Menjelang sore mendekati malam aroma dupa kemenyan di bakar sangat menusuk hidung. Aroma ini berasal dari dalam kamar mendiang nenek Menik. Dan Menik sedang berada di dalam kamarnya. Aroma dupa kemenyan dibakar membuat kelimpungan Wakini yang sedang hamil muda. Tetapi Wakini tidak bisa berbuat banyak, kecuali diam dan menahan. Begitu juga pak Pedut hanya diam seribu basa. Pak Pedut hanya bisa menduga - duga apa yang dilakukan Menik di dalam kamar mendiang neneknya. Sebenarnya pak Pedut tidak asing lagi dengan aroma dupa kemenyan yang dibakar. Sejak Nyi Ramang masih hidup pak Pedut selalu mencium aroma ini. Hanya saja aroma ini sudah sangat lama tidak diciumnya. Kini tiba - tiba terhirup kembali oleh lubang hidungnya. Rupanya Menik sedang melakukan ritual yang dulu sering dilakukan Nyi Ramang. Pak Pedut sangat paham, Meniklah yang mendapat warisan dari Nyi Ramang. Nyi Ramang sangat menyayangi Menik. Dirinya dan Kliwon banyak luput dari perhatian Nyi Ramang. Hanya Meniklah yang selalu berada di dekat Nyi Ramang. Tidak mustahil jika sekarang Meniklah yang serba tahu tentang ilmu yang dimiliki Nyi Ramang.
Matahari telah beberapa waktu lenyap di balik gunung. Malam sudah merambati pedesaan. Gelap memenuhi segala sudut dan penjuru desa. Hanya lampu - lampu panjeran yang kerlap - kerlip di setiap rumah warga. Suasana malam Jumat Kliwon begitu sepi. Kekes, dingin dan tidak ada suara tembang. Pada malam Jumat Kliwon orang memilih berada di rumah, diam dan banyak melakukan ritual do'a - do'a. Ketika hari masih siang banyak warga datang ke kuburan untuk bersih - bersih makam leluhur dan menaburkan bunga di atas gundukan kubur leluhur. Sebagian bunga - bunga dibawa pulang dan ditaburkan di panci yang diisi air. Panci diletakkan di meja, atau dimana saja ditempat yang tidak banyak diterangi lampu. Tidak jarang pula warga membakar dupa kemenyan dan diletakkan di dekat panci bunga.
Menjelang tengah malam Menik keluar kamar dan meninggalkan rumah tanpa sepengetahuan Pak Pedut dan Wakini yang telah lelap.
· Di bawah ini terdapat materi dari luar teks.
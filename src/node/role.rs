// Role - Authority roles and their deterministic port assignment

use serde::{Deserialize, Serialize};
use std::fmt;
use std::str::FromStr;

/// Node key of the bootstrap node (ed25519 secret, hex)
pub const BOOTSTRAP_NODE_KEY: &str = "0000000000000000000000000000000000000000000000000000000000000001";

/// libp2p peer id derived from [`BOOTSTRAP_NODE_KEY`]
pub const BOOTSTRAP_PEER_ID: &str = "12D3KooWEyoppNCUx8Yx66oV9fJnriXwCcXwDDUA2kj6vnc6iDEp";

pub const DEFAULT_BASE_RPC_PORT: u16 = 9944;
pub const DEFAULT_BASE_P2P_PORT: u16 = 30333;

/// Well-known dev authorities, in port-table order
#[derive(Debug, Clone, Copy, PartialEq, Eq, Hash, PartialOrd, Ord, Serialize, Deserialize)]
#[serde(rename_all = "lowercase")]
pub enum AuthorityRole {
    Alice,
    Bob,
    Charlie,
    Dave,
    Eve,
    Ferdie,
}

impl AuthorityRole {
    pub const ALL: [AuthorityRole; 6] = [
        AuthorityRole::Alice,
        AuthorityRole::Bob,
        AuthorityRole::Charlie,
        AuthorityRole::Dave,
        AuthorityRole::Eve,
        AuthorityRole::Ferdie,
    ];

    /// Position in the port table
    pub fn index(&self) -> u16 {
        match self {
            AuthorityRole::Alice => 0,
            AuthorityRole::Bob => 1,
            AuthorityRole::Charlie => 2,
            AuthorityRole::Dave => 3,
            AuthorityRole::Eve => 4,
            AuthorityRole::Ferdie => 5,
        }
    }

    pub fn as_str(&self) -> &'static str {
        match self {
            AuthorityRole::Alice => "alice",
            AuthorityRole::Bob => "bob",
            AuthorityRole::Charlie => "charlie",
            AuthorityRole::Dave => "dave",
            AuthorityRole::Eve => "eve",
            AuthorityRole::Ferdie => "ferdie",
        }
    }

    /// The node's `--<role>` flag
    pub fn flag(&self) -> String {
        format!("--{}", self.as_str())
    }

    /// Parse a comma separated list such as `alice,bob,charlie`
    pub fn parse_list(list: &str) -> Result<Vec<AuthorityRole>, UnknownRole> {
        let mut roles = Vec::new();
        for part in list.split(',').map(str::trim).filter(|p| !p.is_empty()) {
            let role = part.parse()?;
            if !roles.contains(&role) {
                roles.push(role);
            }
        }
        Ok(roles)
    }
}

impl fmt::Display for AuthorityRole {
    fn fmt(&self, f: &mut fmt::Formatter) -> fmt::Result {
        f.write_str(self.as_str())
    }
}

impl FromStr for AuthorityRole {
    type Err = UnknownRole;

    fn from_str(s: &str) -> Result<Self, Self::Err> {
        AuthorityRole::ALL
            .iter()
            .copied()
            .find(|r| r.as_str().eq_ignore_ascii_case(s))
            .ok_or_else(|| UnknownRole(s.to_string()))
    }
}

#[derive(Debug, Clone, PartialEq, Eq, thiserror::Error)]
#[error("Unknown authority role: {0}")]
pub struct UnknownRole(pub String);

// =============================================================================
// PORT TABLE
// =============================================================================

/// `rpc = base_rpc + offset + i`, `p2p = base_p2p + offset + i`
///
/// Concurrent runs need offsets at least [`PortTable::SPAN`] apart.
#[derive(Debug, Clone, Copy, PartialEq, Eq, Serialize, Deserialize)]
#[serde(default)]
pub struct PortTable {
    pub base_rpc: u16,
    pub base_p2p: u16,
    pub offset: u16,
}

impl Default for PortTable {
    fn default() -> Self {
        Self {
            base_rpc: DEFAULT_BASE_RPC_PORT,
            base_p2p: DEFAULT_BASE_P2P_PORT,
            offset: 0,
        }
    }
}

impl PortTable {
    /// Ports consumed per table and per kind
    pub const SPAN: u16 = AuthorityRole::ALL.len() as u16;

    pub fn with_offset(mut self, offset: u16) -> Self {
        self.offset = offset;
        self
    }

    pub fn rpc_port(&self, role: AuthorityRole) -> u16 {
        self.base_rpc + self.offset + role.index()
    }

    pub fn p2p_port(&self, role: AuthorityRole) -> u16 {
        self.base_p2p + self.offset + role.index()
    }

    /// (rpc, p2p)
    pub fn ports(&self, role: AuthorityRole) -> (u16, u16) {
        (self.rpc_port(role), self.p2p_port(role))
    }

    /// Every port fits in u16 and the rpc and p2p ranges do not overlap
    pub fn validate(&self) -> Result<(), String> {
        let top = |base: u16| base as u32 + self.offset as u32 + Self::SPAN as u32 - 1;
        if top(self.base_rpc) > u16::MAX as u32 || top(self.base_p2p) > u16::MAX as u32 {
            return Err(format!("port offset {} overflows the port range", self.offset));
        }
        if self.base_rpc.abs_diff(self.base_p2p) < Self::SPAN {
            return Err(format!(
                "rpc base {} and p2p base {} overlap",
                self.base_rpc, self.base_p2p
            ));
        }
        Ok(())
    }

    /// Multiaddr of the bootstrap node as passed to `--bootnodes`
    pub fn bootnode_addr(&self, bootstrap: AuthorityRole) -> String {
        format!(
            "/ip4/127.0.0.1/tcp/{}/p2p/{}",
            self.p2p_port(bootstrap),
            BOOTSTRAP_PEER_ID
        )
    }
}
Menik berjalan menyusuri jalan dan pematang perasawahan menuju kedung tanpa dibantu sedikitpun cahaya obor. Menik sengaja berjalan di kegelapan. Menik hafal jalan. Menik bagai dituntun berjalan cepat tanpa gontai walaupun berjalan di pematang sawah yang cuma selebar tapak kaki. Jika dilihat orang yang tampak aneh adalah mata Menik yang bercahaya dan menerangi jalan setapak di depannya. 
Menik sampai di tepian kedung. Menik tahu kalau sebentar lagi tengah malam segera akan tiba. Menik segera menelanjangi diri. Tanpa sehelai benangpun menempel di tubuhnya. Menik telanjang bulat. Jika saja hari terang, akan terlihat postur indah tubuh Menik. Pinggang yang ramping, paha dan betis yang panjang, payudara yang tegak menggunung, wajah yang cantik, dan rambut panjang yang terurai, dan milik Menik yang menggunduk ditumbuhi rambut halus. Hanya saja perut Menik sudah tidak lagi rata. Sedikit membuncit karena Menik sedang mengandung anak Gono. " Nyi aku Menik cucumu datang bersama cucu buyutmu yang masih aku kandung. Ijinkan aku mengambil kembali jimat Kecubung Wulung yang pernah aku buang di tengah kedung ini." Menik dengan bersikap sembah mengatupkan telapak tangan di depan dada sambil mengucapkan kalimat ini. Selesai Menik berucap tiba - tiba datang angin bertiup keras menggoyangkan pepohonan di tepian kedung. Menik tahu dengan pertanda ini. Dikatupkannya kedua pelupuk matanya dan disebutnya nama neneknya betrkali - kali. Tidak berapa lama kemudian ... byaaaar .... air kedung bercahaya sangat terang. Menerangi tubuh Menik yang telanjang. Menik ambyur ke tengah kedung dan menenggelamkan dirinya. Beberapa saat kemudian mucul lagi di permukaan air kedung. Tangan kanannya telah menggenggam batu jimat Kecubung Wulung. Menik minggir dan naik ke tepian kedung. Rambut panjangnya basah lengket di tubuh sebagian menutupi payudaranya. Seandainya saja ada orang melihat akan kaget terhadap perubahan yang terjadi di tubuh Menik. Menik berubah menjadi muda kembali. Wajah cantiknya berubah menjadi wajah perawan belasan tahun. Semua lekuk tubuhnya kembali menjadi muda ranum dan indah, kecuali perutnya yang tetap agak membuncit.
Sebelum selesai Menik kembali mengenakan kainnya air kedung telah menjadi gelap. Dan diahkiri oleh tiupan angin kencang yang berlangsung sesaat. Menik berjalan meninggalkan kedung. Jimat Kecubung Wulung telah berada di bundelan ujung kain bajunya. Menik berjalan cepat. Sorot matanya terang menerani jalan setapak yang dilaluinya. Sendainya saja ada orang melihat Menik pasti orang akan mengira Menik sedang sangat marah. Wajah muda cantiknya tetap dihiasi kemuraman. Dan di dada Menik memang sedang berlangsung nada marah. Nada Geram. Yang akan berujung dimana belum diketahui. 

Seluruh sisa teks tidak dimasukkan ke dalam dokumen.